„Äkschn, Äkschn, Äkschn“
Leipziger Autor Clemens Meyer (r.) stellt sein Buch zu den Frankfurter Poetik-Vorlesungen vor.
Kaum ein Autor wird wohl eine so diverse Zuschauerschaft versammeln können, wie er. Kurzsichtige Rentner in den ersten Reihen, dazwischen ergrauende Hipster in Cardigans, weiter hinten interessierte Jugendliche haben sich am Mittwoch den 26. Oktober im großen Saal des Haus des Buches versammelt. Eine der ersten Veranstaltungen des Leipziger literarischen Herbstes war die Vorstellung der verschriftlichen Frankfurter Poetik-Vorlesungen, die Clemens Meyer letztes Jahr unter dem Titel „Der Untergang der Äkschn GmbH“ gehalten hat.
Die Darbietung war eine Mischung aus nettem Gespräch zwischen dem Autor und seinem Freund Claudius Nießen, dem Geschäftsführer des deutschen Literaturinstituts, und fieberhaftem Vortrag, wenn Meyer etwas aus seinen Vorlesungen zum Besten gab. Direkt zu Beginn knallte Clemens Meyer dem Hörer zehn Minuten lang aneinandergereihte Fragen ins Gesicht, die sich um das Zentrum seiner Vorlesungen drehen: Wer oder was ist diese Äkschn GmbH?
In den späteren Passagen und in dem Gespräch mit Nießen wird klar, dass Meyer einen Dreh- und Angelpunkt für dieses anarchische Sammelsurium aus Assoziationen, Kindheitserinnerungen, Popkultur, Schlagworten und Zeitgeschehnissen brauchte. Die „Äkschn GmbH“ ist alles und ist nichts. Sie ist Literatur, Erfahrungen und Zombiefilme. Es ist alles, was durch den riesigen Trichter fällt, der vor Clemens Meyers Bewusstsein angebracht zu sein scheint.
Meyer durchwühlt den ganzen Dreck persönlicher, kultureller und realer Geschichte und schmilzt aus den Goldklumpen, die dabei zu Tage kommen, sein literarisches Kunstwerk zusammen. Diese Arbeitsweise bildet sich direkt im Stil seiner Vorlesungen wieder, die ein improvisierter „Stream of Consciousness“ sind und alle denkbaren Ausdrucksformen zu vereinen suchen (die letzte Vorlesung existiert im Buch nur noch als Register, da in dieser rund um Meyers Vortrag eine riesige Bühne gezimmert wurde, während der Autor das dozierte, was im gerade durch den Kopf ging).

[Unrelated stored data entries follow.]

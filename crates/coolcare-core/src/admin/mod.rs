//! Back-office domain module.
//!
//! Plain entities managed through [`Repository`](crate::repository::Repository)
//! by the admin screens.
//!
//! # Module Structure
//!
//! - `service_offering`: services shown on the public site
//! - `package`: priced maintenance packages
//! - `customer`: customer records and their lifecycle status
//! - `booking_record`: bookings as seen by staff, with status transitions
//! - `content`: editable copy of the public site

mod booking_record;
mod content;
mod customer;
mod package;
mod service_offering;

pub use booking_record::{BookingRecord, BookingStatus, ContactCard};
pub use content::{ContentItem, CtaBlock, HeroBlock, SiteContent, Testimonial};
pub use customer::{Customer, CustomerStatus};
pub use package::{Package, parse_features};
pub use service_offering::ServiceOffering;

/// Generates an identifier for a newly created back-office record.
pub fn new_record_id() -> String {
    uuid::Uuid::new_v4().to_string()
}
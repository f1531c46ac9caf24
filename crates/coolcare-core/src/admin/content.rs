use serde::{Deserialize, Serialize};

#[derive(Debug, Clone, PartialEq, Eq, Default, Serialize, Deserialize)]
#[serde(rename_all = "camelCase")]
pub struct HeroBlock {
    pub title: String,
    pub subtitle: String,
    pub cta_label: String,
}

#[derive(Debug, Clone, PartialEq, Eq, Default, Serialize, Deserialize)]
pub struct ContentItem {
    pub name: String,
    pub description: String,
}

#[derive(Debug, Clone, PartialEq, Eq, Default, Serialize, Deserialize)]
pub struct Testimonial {
    pub name: String,
    pub feedback: String,
}

#[derive(Debug, Clone, PartialEq, Eq, Default, Serialize, Deserialize)]
pub struct CtaBlock {
    pub title: String,
    pub subtitle: String,
    pub button: String,
}

/// Editable copy of the public site.
#[derive(Debug, Clone, PartialEq, Eq, Default, Serialize, Deserialize)]
pub struct SiteContent {
    pub hero: HeroBlock,
    pub services: Vec<ContentItem>,
    pub testimonials: Vec<Testimonial>,
    pub cta: CtaBlock,
}
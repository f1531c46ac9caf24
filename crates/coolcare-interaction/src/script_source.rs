//! Where the hosted checkout library comes from.

use crate::http::{build_client, send};
use async_trait::async_trait;
use coolcare_core::GatewayError;
use reqwest::Client;
use std::time::Duration;

/// A fetched copy of the checkout library.
#[derive(Debug, Clone, PartialEq, Eq)]
pub struct LoadedScript {
    pub url: String,
    pub size_bytes: usize,
}

/// Fetches the checkout library. Called at most once per successful load.
#[async_trait]
pub trait ScriptSource: Send + Sync {
    async fn fetch(&self) -> Result<LoadedScript, GatewayError>;
}

/// Downloads the library from its CDN URL.
#[derive(Clone)]
pub struct HttpScriptSource {
    client: Client,
    url: String,
}

impl HttpScriptSource {
    pub fn new(url: impl Into<String>, timeout: Duration) -> Result<Self, GatewayError> {
        Ok(Self {
            client: build_client(timeout)?,
            url: url.into(),
        })
    }
}

#[async_trait]
impl ScriptSource for HttpScriptSource {
    async fn fetch(&self) -> Result<LoadedScript, GatewayError> {
        let bytes = send(self.client.get(&self.url))
            .await?
            .bytes()
            .await
            .map_err(|e| GatewayError::Transport(e.to_string()))?;

        if bytes.is_empty() {
            return Err(GatewayError::Decode(format!("{} returned an empty script", self.url)));
        }
        Ok(LoadedScript {
            url: self.url.clone(),
            size_bytes: bytes.len(),
        })
    }
}
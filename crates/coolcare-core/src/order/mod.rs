//! Advance-payment order domain module.
//!
//! # Module Structure
//!
//! - `model`: `Money`, `OrderRequest`, `CreatedOrder`, `OrderConfirmation`
//! - `builder`: assembles an `OrderRequest` from a verified booking
//! - `gateway`: port to the external order-creation service

mod builder;
mod gateway;
mod model;

pub use builder::OrderRequestBuilder;
pub use gateway::OrderGateway;
pub use model::{CreatedOrder, Money, OrderConfirmation, OrderRequest};
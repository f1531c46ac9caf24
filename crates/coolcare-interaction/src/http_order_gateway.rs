//! HttpOrderGateway - order creation over the booking backend.
//!
//! `POST /orders` with the serialized `OrderRequest`; the reply is the
//! payment provider's order (`{ id, amount?, currency? }`).

use crate::http::{build_client, endpoint, send_json};
use async_trait::async_trait;
use coolcare_core::GatewayError;
use coolcare_core::config::ApiSettings;
use coolcare_core::order::{CreatedOrder, OrderGateway, OrderRequest};
use reqwest::Client;

#[derive(Clone)]
pub struct HttpOrderGateway {
    client: Client,
    base_url: String,
}

impl HttpOrderGateway {
    pub fn new(settings: &ApiSettings) -> Result<Self, GatewayError> {
        Ok(Self {
            client: build_client(settings.timeout())?,
            base_url: settings.base_url.clone(),
        })
    }
}

#[async_trait]
impl OrderGateway for HttpOrderGateway {
    async fn create_order(&self, request: &OrderRequest) -> Result<CreatedOrder, GatewayError> {
        let builder = self
            .client
            .post(endpoint(&self.base_url, "orders"))
            .json(request);
        let order: CreatedOrder = send_json(builder).await?;
        tracing::info!(target: "checkout", "Order {} created", order.id);
        Ok(order)
    }
}
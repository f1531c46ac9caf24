//! Editor for the public site's copy.

use coolcare_core::admin::{ContentItem, SiteContent, Testimonial};
use coolcare_core::error::{CoolcareError, Result};

#[derive(Debug, Clone, Copy, PartialEq, Eq)]
pub enum HeroField {
    Title,
    Subtitle,
    CtaLabel,
}

#[derive(Debug, Clone, Copy, PartialEq, Eq)]
pub enum CtaField {
    Title,
    Subtitle,
    Button,
}

#[derive(Debug, Clone, Default)]
pub struct ContentEditor {
    content: SiteContent,
}

impl ContentEditor {
    pub fn new(content: SiteContent) -> Self {
        Self { content }
    }

    pub fn content(&self) -> &SiteContent {
        &self.content
    }

    pub fn into_content(self) -> SiteContent {
        self.content
    }

    pub fn set_hero(&mut self, field: HeroField, value: impl Into<String>) {
        let hero = &mut self.content.hero;
        let slot = match field {
            HeroField::Title => &mut hero.title,
            HeroField::Subtitle => &mut hero.subtitle,
            HeroField::CtaLabel => &mut hero.cta_label,
        };
        *slot = value.into();
    }

    pub fn set_cta(&mut self, field: CtaField, value: impl Into<String>) {
        let cta = &mut self.content.cta;
        let slot = match field {
            CtaField::Title => &mut cta.title,
            CtaField::Subtitle => &mut cta.subtitle,
            CtaField::Button => &mut cta.button,
        };
        *slot = value.into();
    }

    /// Appends a service card. The name is required.
    pub fn add_service(&mut self, item: ContentItem) -> Result<()> {
        if item.name.trim().is_empty() {
            return Err(CoolcareError::validation("Service name is required"));
        }
        self.content.services.push(item);
        Ok(())
    }

    pub fn remove_service(&mut self, index: usize) -> Option<ContentItem> {
        (index < self.content.services.len()).then(|| self.content.services.remove(index))
    }

    /// Appends a testimonial. The name is required.
    pub fn add_testimonial(&mut self, testimonial: Testimonial) -> Result<()> {
        if testimonial.name.trim().is_empty() {
            return Err(CoolcareError::validation("Testimonial name is required"));
        }
        self.content.testimonials.push(testimonial);
        Ok(())
    }

    pub fn remove_testimonial(&mut self, index: usize) -> Option<Testimonial> {
        (index < self.content.testimonials.len()).then(|| self.content.testimonials.remove(index))
    }
}
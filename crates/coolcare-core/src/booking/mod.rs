//! Booking domain module.
//!
//! # Module Structure
//!
//! - `model`: the customer-facing booking form (`BookingDraft`, `ServiceKind`)
//! - `phone`: contact number validation
//!
//! # Usage
//!
//! ```ignore
//! use coolcare_core::booking::{BookingDraft, DraftField, ServiceKind, is_valid_phone};
//! ```

mod model;
mod phone;

pub use model::{BookingDraft, DraftField, ServiceKind};
pub use phone::is_valid_phone;
use chrono::NaiveDate;
use coolcare_application::admin::{
    BookingScreen, CustomerScreen, DashboardSummary, ModalState, PackageScreen, Paginated,
    ServiceScreen,
};
use coolcare_core::admin::{BookingStatus, CustomerStatus};
use coolcare_core::error::CoolcareError;
use coolcare_core::repository::Repository;
use coolcare_infrastructure::{InMemoryRepository, seed};
use std::sync::Arc;

fn booking_screen() -> (
    Arc<InMemoryRepository<coolcare_core::admin::BookingRecord>>,
    BookingScreen,
) {
    let repo = Arc::new(InMemoryRepository::with_entities(seed::bookings()));
    (repo.clone(), BookingScreen::new(repo))
}

#[tokio::test]
async fn test_search_filters_bookings() {
    let (_, mut screen) = booking_screen();
    assert_eq!(screen.rows().await.unwrap().len(), 3);

    screen.set_search("repair");
    let rows = screen.rows().await.unwrap();
    assert_eq!(rows.len(), 1);
    assert_eq!(rows[0].customer.name, "Priya Sharma");

    screen.set_search("99887");
    assert_eq!(screen.rows().await.unwrap()[0].id, "3");
}

#[tokio::test]
async fn test_create_package_through_modal() {
    let repo = Arc::new(InMemoryRepository::with_entities(seed::packages()));
    let mut screen = PackageScreen::new(repo.clone());

    screen.open_create();
    let form = screen.form_mut().unwrap();
    form.name = "Gas Top-up".to_string();
    form.features = "Leak test, Refill".to_string();

    // Price is required; the modal stays open.
    let err = screen.submit().await.unwrap_err();
    assert!(err.is_validation());
    assert!(matches!(screen.modal(), ModalState::Creating(_)));

    screen.form_mut().unwrap().price = "₹1499".to_string();
    let created = screen.submit().await.unwrap();
    assert_eq!(created.features, vec!["Leak test", "Refill"]);
    assert_eq!(screen.modal(), &ModalState::Closed);
    assert_eq!(repo.list().await.unwrap().last().unwrap().id, created.id);
}

#[tokio::test]
async fn test_edit_service_keeps_id() {
    let repo = Arc::new(InMemoryRepository::with_entities(seed::services()));
    let mut screen = ServiceScreen::new(repo.clone());

    screen.open_edit("2").await.unwrap();
    screen.form_mut().unwrap().description = "Same-day repair.".to_string();
    let saved = screen.submit().await.unwrap();

    assert_eq!(saved.id, "2");
    assert_eq!(saved.title, "AC Repair");
    assert_eq!(repo.find_by_id("2").await.unwrap().unwrap().description, "Same-day repair.");
    assert_eq!(repo.len().await, 2);
}

#[tokio::test]
async fn test_open_edit_unknown_id() {
    let repo = Arc::new(InMemoryRepository::with_entities(seed::services()));
    let mut screen = ServiceScreen::new(repo);
    assert!(screen.open_edit("missing").await.unwrap_err().is_not_found());
    assert_eq!(screen.modal(), &ModalState::Closed);
}

#[tokio::test]
async fn test_cancel_discards_form() {
    let repo = Arc::new(InMemoryRepository::with_entities(seed::customers()));
    let mut screen = CustomerScreen::new(repo.clone());

    screen.open_edit("1").await.unwrap();
    screen.form_mut().unwrap().name = "Changed".to_string();
    screen.cancel();

    assert!(screen.form_mut().is_none());
    assert_eq!(repo.find_by_id("1").await.unwrap().unwrap().name, "Rahul Verma");
}

#[tokio::test]
async fn test_customer_status_toggle_cycles() {
    let repo = Arc::new(InMemoryRepository::with_entities(seed::customers()));
    let screen = CustomerScreen::new(repo);

    let statuses = [
        CustomerStatus::Blocked,
        CustomerStatus::Lead,
        CustomerStatus::Active,
    ];
    for expected in statuses {
        assert_eq!(screen.toggle_status("1").await.unwrap().status, expected);
    }
}

#[tokio::test]
async fn test_booking_status_rules() {
    let (repo, screen) = booking_screen();

    // Completed bookings are final.
    let err = screen.set_status("3", BookingStatus::Cancelled).await.unwrap_err();
    assert!(matches!(err, CoolcareError::Validation(_)));

    // A pending booking has to be started before it can be completed.
    assert!(screen.set_status("1", BookingStatus::Completed).await.is_err());
    screen.set_status("1", BookingStatus::InProgress).await.unwrap();
    screen.set_status("1", BookingStatus::Completed).await.unwrap();
    assert_eq!(
        repo.find_by_id("1").await.unwrap().unwrap().status,
        BookingStatus::Completed
    );
}

#[tokio::test]
async fn test_delete_removes_row() {
    let (repo, screen) = booking_screen();
    screen.delete("2").await.unwrap();
    assert_eq!(repo.len().await, 2);
    assert!(screen.delete("2").await.unwrap_err().is_not_found());
}

#[test]
fn test_dashboard_summary_over_seed_data() {
    let today = NaiveDate::from_ymd_opt(2025, 10, 29).unwrap();
    let summary = DashboardSummary::compute(&seed::bookings(), &seed::services(), today);

    assert_eq!(
        summary,
        DashboardSummary {
            total_services: 2,
            bookings_today: 1,
            revenue: 800,
            pending_requests: 1,
        }
    );
    assert!(!Paginated::new(seed::bookings()).has_more());
}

Zum Schluss der Lesung zeigt Meyer noch einmal, was das Endresultat sein kann, wenn man die wild umherschwirrenden Gedanken richtig sortiert und zu Papier bringt. Er liest dem Publikum eine Kostprobe aus einem Erzählband vor, der zur nächsten Leipziger Buchmesse erscheinen soll. Es ist ein trauriger Text, er erzählt von einem toten Flüchtlingskind, der Einsamkeit und der Sprachlosigkeit im Angesicht alltäglicher Schrecken. Hauptschauplatz des kurzen Prosastückes ist die „Brachfläche neben der Schnellstraße“.